EXERCISE INSTRUCTIONS: The complete data, repeated exactly, should form your response.

(Saved entries)
+ + + +

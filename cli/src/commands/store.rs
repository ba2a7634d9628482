use anyhow::Result;

use crate::cli::{Cli, StoreArgs};
use super::{open_store, print_json, read_input};

pub fn run(cli: &Cli, args: &StoreArgs) -> Result<()> {
    let input = read_input(&args.input)?;
    let mut store = open_store(cli)?;
    let record = store.store_boundary(&args.tool, &input)?;
    print_json(&record)
}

+ + + +

ANSWER BOX:
filename cli/src/commands/store.rs
repository ba2a7634d9628482
use anyhow::Result;

use crate::cli::{Cli, StoreArgs};
use super::{open_store, print_json, read_input};

pub fn run(cli: &Cli, args: &StoreArgs) -> Result<()> {
    let input = read_input(&args.input)?;
    let mut store = open_store(cli)?;
    let record = store.store_boundary(&args.tool, &input)?;
    print_json(&record)
}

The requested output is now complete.